Exercise brief | The answer must consist of every line in the records that contains the word "GfxShaderModule".

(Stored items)
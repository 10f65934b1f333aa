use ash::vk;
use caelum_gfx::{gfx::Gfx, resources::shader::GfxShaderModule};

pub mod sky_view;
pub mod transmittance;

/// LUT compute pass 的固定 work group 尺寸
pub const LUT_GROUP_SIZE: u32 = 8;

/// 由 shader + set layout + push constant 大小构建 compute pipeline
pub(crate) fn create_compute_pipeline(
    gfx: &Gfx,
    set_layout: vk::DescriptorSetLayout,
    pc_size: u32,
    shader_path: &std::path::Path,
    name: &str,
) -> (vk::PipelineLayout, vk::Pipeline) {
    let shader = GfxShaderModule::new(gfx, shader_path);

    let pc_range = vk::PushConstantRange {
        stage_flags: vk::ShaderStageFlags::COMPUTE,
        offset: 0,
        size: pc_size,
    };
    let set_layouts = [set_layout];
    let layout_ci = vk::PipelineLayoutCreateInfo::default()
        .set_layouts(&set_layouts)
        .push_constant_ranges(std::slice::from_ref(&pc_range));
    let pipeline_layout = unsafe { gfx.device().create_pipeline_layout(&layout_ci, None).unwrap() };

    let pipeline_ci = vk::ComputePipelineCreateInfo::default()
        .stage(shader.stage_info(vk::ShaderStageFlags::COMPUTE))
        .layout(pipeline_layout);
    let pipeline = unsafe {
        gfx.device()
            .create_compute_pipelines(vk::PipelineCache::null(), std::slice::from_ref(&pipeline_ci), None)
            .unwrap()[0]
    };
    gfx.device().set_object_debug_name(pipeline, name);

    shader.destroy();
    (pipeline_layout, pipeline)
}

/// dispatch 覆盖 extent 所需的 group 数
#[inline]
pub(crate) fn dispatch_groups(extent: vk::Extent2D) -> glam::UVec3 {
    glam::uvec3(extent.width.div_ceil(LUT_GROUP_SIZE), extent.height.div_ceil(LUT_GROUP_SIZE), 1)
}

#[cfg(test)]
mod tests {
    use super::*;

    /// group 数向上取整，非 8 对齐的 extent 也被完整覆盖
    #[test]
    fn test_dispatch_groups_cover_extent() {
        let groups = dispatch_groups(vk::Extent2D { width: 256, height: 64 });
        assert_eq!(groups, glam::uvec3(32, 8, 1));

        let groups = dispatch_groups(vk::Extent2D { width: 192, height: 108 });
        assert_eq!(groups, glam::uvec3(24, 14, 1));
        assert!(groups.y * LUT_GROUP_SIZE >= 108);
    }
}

==

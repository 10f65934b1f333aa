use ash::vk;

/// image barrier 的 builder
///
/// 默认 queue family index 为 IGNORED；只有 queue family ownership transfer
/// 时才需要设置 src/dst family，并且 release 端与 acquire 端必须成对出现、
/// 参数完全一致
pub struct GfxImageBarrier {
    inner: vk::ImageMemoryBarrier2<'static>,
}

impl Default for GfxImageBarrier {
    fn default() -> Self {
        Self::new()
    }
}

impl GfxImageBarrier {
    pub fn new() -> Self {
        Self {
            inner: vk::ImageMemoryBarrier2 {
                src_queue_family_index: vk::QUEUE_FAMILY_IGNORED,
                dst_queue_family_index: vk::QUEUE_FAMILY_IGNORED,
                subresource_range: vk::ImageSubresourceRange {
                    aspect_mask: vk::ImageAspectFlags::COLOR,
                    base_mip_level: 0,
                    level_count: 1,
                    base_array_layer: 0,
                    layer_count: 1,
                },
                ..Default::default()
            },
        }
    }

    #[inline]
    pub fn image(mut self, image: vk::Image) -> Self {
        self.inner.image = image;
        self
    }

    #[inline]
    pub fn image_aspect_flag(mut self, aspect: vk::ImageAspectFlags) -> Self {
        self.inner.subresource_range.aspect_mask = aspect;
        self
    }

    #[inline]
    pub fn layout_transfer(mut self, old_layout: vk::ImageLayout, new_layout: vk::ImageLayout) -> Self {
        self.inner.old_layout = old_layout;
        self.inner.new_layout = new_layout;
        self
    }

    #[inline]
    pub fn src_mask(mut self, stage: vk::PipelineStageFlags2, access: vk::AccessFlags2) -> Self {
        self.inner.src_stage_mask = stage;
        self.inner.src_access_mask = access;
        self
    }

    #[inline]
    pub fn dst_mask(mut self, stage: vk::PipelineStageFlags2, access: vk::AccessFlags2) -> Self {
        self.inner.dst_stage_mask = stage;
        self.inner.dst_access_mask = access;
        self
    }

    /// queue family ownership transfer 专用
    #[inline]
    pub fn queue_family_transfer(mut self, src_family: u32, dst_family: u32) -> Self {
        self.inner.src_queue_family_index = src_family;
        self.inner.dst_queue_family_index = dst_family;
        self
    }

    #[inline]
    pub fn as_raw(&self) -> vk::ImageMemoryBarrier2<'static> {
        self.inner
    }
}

Output of the exercise |
use caelum_gfx::{gfx::Gfx, resources::shader::GfxShaderModule};
    let shader = GfxShaderModule::new(gfx, shader_path);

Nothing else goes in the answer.